→ **Activity**:
Copy out the data that follows exactly, leaving out no line.

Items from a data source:
=-=-=-=-=

/*
    Nyx, blazing fast astrodynamics
    Copyright (C) 2018-onwards Christopher Rabotin <christopher.rabotin@gmail.com>

    This program is free software: you can redistribute it and/or modify
    it under the terms of the GNU Affero General Public License as published
    by the Free Software Foundation, either version 3 of the License, or
    (at your option) any later version.

    This program is distributed in the hope that it will be useful,
    but WITHOUT ANY WARRANTY; without even the implied warranty of
    MERCHANTABILITY or FITNESS FOR A PARTICULAR PURPOSE.  See the
    GNU Affero General Public License for more details.

    You should have received a copy of the GNU Affero General Public License
    along with this program.  If not, see <https://www.gnu.org/licenses/>.
*/

mod frames;
mod geodetic;
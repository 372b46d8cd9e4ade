/*
    Nyx, blazing fast astrodynamics
    Copyright (C) 2018-onwards Christopher Rabotin <christopher.rabotin@gmail.com>

    This program is free software: you can redistribute it and/or modify
    it under the terms of the GNU Affero General Public License as published
    by the Free Software Foundation, either version 3 of the License, or
    (at your option) any later version.

    This program is distributed in the hope that it will be useful,
    but WITHOUT ANY WARRANTY; without even the implied warranty of
    MERCHANTABILITY or FITNESS FOR A PARTICULAR PURPOSE.  See the
    GNU Affero General Public License for more details.

    You should have received a copy of the GNU Affero General Public License
    along with this program.  If not, see <https://www.gnu.org/licenses/>.
*/

use crate::cosmic::EARTH_GM_M3_S2;
use crate::linalg::{Vector3, Vector6};
use std::fmt;

/// `OrbitalDynamics` provides the equations of motion of a point mass orbiting the Earth,
/// with any additional perturbation provided as an inertial acceleration.
#[derive(Copy, Clone, Debug, PartialEq)]
pub struct OrbitalDynamics {
    /// Gravitational parameter of the central body, in m^3/s^2
    pub gm_m3_s2: f64,
}

impl OrbitalDynamics {
    /// Two body dynamics around the Earth.
    pub fn two_body() -> Self {
        Self::new(EARTH_GM_M3_S2)
    }

    pub fn new(gm_m3_s2: f64) -> Self {
        Self { gm_m3_s2 }
    }

    /// Point mass gravity acceleration at the provided inertial position.
    pub fn acceleration(&self, position_i_m: &Vector3<f64>) -> Vector3<f64> {
        -self.gm_m3_s2 / position_i_m.norm().powi(3) * position_i_m
    }

    /// Time derivative of the [position, velocity] state vector.
    pub fn eom(&self, state: &Vector6<f64>, perturbation_i_m_s2: &Vector3<f64>) -> Vector6<f64> {
        let radius = state.fixed_rows::<3>(0).into_owned();
        let velocity = state.fixed_rows::<3>(3).into_owned();
        let body_acceleration = self.acceleration(&radius) + perturbation_i_m_s2;
        Vector6::from_iterator(velocity.iter().chain(body_acceleration.iter()).cloned())
    }
}

impl Default for OrbitalDynamics {
    fn default() -> Self {
        Self::two_body()
    }
}

impl fmt::Display for OrbitalDynamics {
    fn fmt(&self, f: &mut fmt::Formatter) -> fmt::Result {
        write!(f, "two body dynamics (GM = {:e} m^3/s^2)", self.gm_m3_s2)
    }
}

/// Packs a position and velocity into a single state vector.
pub fn pack_state(position: &Vector3<f64>, velocity: &Vector3<f64>) -> Vector6<f64> {
    Vector6::from_iterator(position.iter().chain(velocity.iter()).cloned())
}

/// Splits a state vector into its position and velocity.
pub fn unpack_state(state: &Vector6<f64>) -> (Vector3<f64>, Vector3<f64>) {
    (
        state.fixed_rows::<3>(0).into_owned(),
        state.fixed_rows::<3>(3).into_owned(),
    )
}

=-=-=-=-=

→ **Solution**:
/*
    Nyx, blazing fast astrodynamics
    Copyright (C) 2018-onwards Christopher Rabotin <christopher.rabotin@gmail.com>

    This program is free software: you can redistribute it and/or modify
    it under the terms of the GNU Affero General Public License as published
    by the Free Software Foundation, either version 3 of the License, or
    (at your option) any later version.

    This program is distributed in the hope that it will be useful,
    but WITHOUT ANY WARRANTY; without even the implied warranty of
    MERCHANTABILITY or FITNESS FOR A PARTICULAR PURPOSE.  See the
    GNU Affero General Public License for more details.

    You should have received a copy of the GNU Affero General Public License
    along with this program.  If not, see <https://www.gnu.org/licenses/>.
*/

mod frames;
mod geodetic;
repository 372b46d8cd9e4ade
/*
    Nyx, blazing fast astrodynamics
    Copyright (C) 2018-onwards Christopher Rabotin <christopher.rabotin@gmail.com>

    This program is free software: you can redistribute it and/or modify
    it under the terms of the GNU Affero General Public License as published
    by the Free Software Foundation, either version 3 of the License, or
    (at your option) any later version.

    This program is distributed in the hope that it will be useful,
    but WITHOUT ANY WARRANTY; without even the implied warranty of
    MERCHANTABILITY or FITNESS FOR A PARTICULAR PURPOSE.  See the
    GNU Affero General Public License for more details.

    You should have received a copy of the GNU Affero General Public License
    along with this program.  If not, see <https://www.gnu.org/licenses/>.
*/

use crate::cosmic::EARTH_GM_M3_S2;
use crate::linalg::{Vector3, Vector6};
use std::fmt;

/// `OrbitalDynamics` provides the equations of motion of a point mass orbiting the Earth,
/// with any additional perturbation provided as an inertial acceleration.
#[derive(Copy, Clone, Debug, PartialEq)]
pub struct OrbitalDynamics {
    /// Gravitational parameter of the central body, in m^3/s^2
    pub gm_m3_s2: f64,
}

impl OrbitalDynamics {
    /// Two body dynamics around the Earth.
    pub fn two_body() -> Self {
        Self::new(EARTH_GM_M3_S2)
    }

    pub fn new(gm_m3_s2: f64) -> Self {
        Self { gm_m3_s2 }
    }

    /// Point mass gravity acceleration at the provided inertial position.
    pub fn acceleration(&self, position_i_m: &Vector3<f64>) -> Vector3<f64> {
        -self.gm_m3_s2 / position_i_m.norm().powi(3) * position_i_m
    }

    /// Time derivative of the [position, velocity] state vector.
    pub fn eom(&self, state: &Vector6<f64>, perturbation_i_m_s2: &Vector3<f64>) -> Vector6<f64> {
        let radius = state.fixed_rows::<3>(0).into_owned();
        let velocity = state.fixed_rows::<3>(3).into_owned();
        let body_acceleration = self.acceleration(&radius) + perturbation_i_m_s2;
        Vector6::from_iterator(velocity.iter().chain(body_acceleration.iter()).cloned())
    }
}

impl Default for OrbitalDynamics {
    fn default() -> Self {
        Self::two_body()
    }
}

impl fmt::Display for OrbitalDynamics {
    fn fmt(&self, f: &mut fmt::Formatter) -> fmt::Result {
        write!(f, "two body dynamics (GM = {:e} m^3/s^2)", self.gm_m3_s2)
    }
}

/// Packs a position and velocity into a single state vector.
pub fn pack_state(position: &Vector3<f64>, velocity: &Vector3<f64>) -> Vector6<f64> {
    Vector6::from_iterator(position.iter().chain(velocity.iter()).cloned())
}

/// Splits a state vector into its position and velocity.
pub fn unpack_state(state: &Vector6<f64>) -> (Vector3<f64>, Vector3<f64>) {
    (
        state.fixed_rows::<3>(0).into_owned(),
        state.fixed_rows::<3>(3).into_owned(),
    )
}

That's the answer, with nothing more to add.